Preemptive therapy in hematopoietic cell transplantation is initiated by a diagnostic technique at first detection of cytomegalovirus (CMV). The aim of this study was to use the viral dynamics of CMV DNA viral to start preemptive therapy, and to prospectively compare the CMV viral load kinetics to pp65 antigenemia. Two hundred sixty-three blood samples were collected prospectively from 93 patients. All clinical decisions regarding use of preemptive therapy were based on CMV antigenemia.
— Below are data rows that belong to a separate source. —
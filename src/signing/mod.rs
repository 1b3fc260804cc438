//! HMAC signing and verification of provider parameter sets.

pub mod canonical;
pub mod keys;

use {
    crate::domain::error::PaymentError,
    canonical::{CanonicalRule, Params},
    hmac::{Hmac, Mac},
    sha2::{Sha256, Sha512},
    std::fmt,
    subtle::ConstantTimeEq,
};

#[derive(Debug, Clone, Copy, PartialEq, Eq)]
pub enum HashAlgorithm {
    /// VNPay `vnp_SecureHash`.
    HmacSha512,
    /// MoMo `signature`.
    HmacSha256,
}

/// Holds one provider secret. Construction fails on an empty secret, so a
/// `Signer` can never produce a signature with an empty key.
#[derive(Clone)]
pub struct Signer {
    algorithm: HashAlgorithm,
    secret: Box<[u8]>,
}

impl fmt::Debug for Signer {
    fn fmt(&self, f: &mut fmt::Formatter<'_>) -> fmt::Result {
        f.debug_struct("Signer")
            .field("algorithm", &self.algorithm)
            .field("secret", &"[redacted]")
            .finish()
    }
}

impl Signer {
    pub fn new(algorithm: HashAlgorithm, secret: &str) -> Result<Self, PaymentError> {
        if secret.trim().is_empty() {
            return Err(PaymentError::Configuration(format!(
                "{algorithm:?} signer requires a non-empty secret"
            )));
        }
        Ok(Self {
            algorithm,
            secret: secret.as_bytes().into(),
        })
    }

    /// Lowercase hex HMAC of `data`.
    pub fn sign_bytes(&self, data: &[u8]) -> String {
        hex::encode(self.mac(data))
    }

    pub fn sign(&self, params: &Params, rule: &CanonicalRule) -> String {
        self.sign_bytes(rule.canonicalize(params).as_bytes())
    }

    /// Recompute and compare. Absent, empty or malformed signatures are a
    /// plain `false`.
    pub fn verify(&self, params: &Params, provided: Option<&str>, rule: &CanonicalRule) -> bool {
        let Some(provided) = provided.map(str::trim).filter(|s| !s.is_empty()) else {
            return false;
        };
        let Ok(provided) = hex::decode(provided) else {
            return false;
        };
        let expected = self.mac(rule.canonicalize(params).as_bytes());
        constant_time_compare(&expected, &provided)
    }

    fn mac(&self, data: &[u8]) -> Vec<u8> {
        match self.algorithm {
            HashAlgorithm::HmacSha512 => {
                let mut mac = Hmac::<Sha512>::new_from_slice(&self.secret)
                    .expect("HMAC accepts any key length");
                mac.update(data);
                mac.finalize().into_bytes().to_vec()
            }
            HashAlgorithm::HmacSha256 => {
                let mut mac = Hmac::<Sha256>::new_from_slice(&self.secret)
                    .expect("HMAC accepts any key length");
                mac.update(data);
                mac.finalize().into_bytes().to_vec()
            }
        }
    }
}

pub(crate) fn constant_time_compare(a: &[u8], b: &[u8]) -> bool {
    if a.len() != b.len() {
        return false;
    }
    a.ct_eq(b).into()
}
Based on the positivity of the antigen assay and clinical CMV outcome in allotransplant patients, an optimal threshold of 3.05 log 10 (1,130 copies/ml) was found to discriminate patients who required preemptive therapy and those who did not (sensitivity, 71%; specificity, 65%). A DNAemia level increase of 2.24 log 10 (174 copies/ml) per day was the optimal threshold to discriminate between patients who required preemptive therapy and those who did not (sensitivity, 93%; specificity, 43%). Sensitivity of PCR assay was 92.4% compared with 39% for the antigen assay (P < 0.001). A standardized real-time PCR assay is more appropriate than the antigen assay for detecting CMV. It allowed earlier diagnosis of active CMV infection and monitoring of the response to anti-CMV treatment.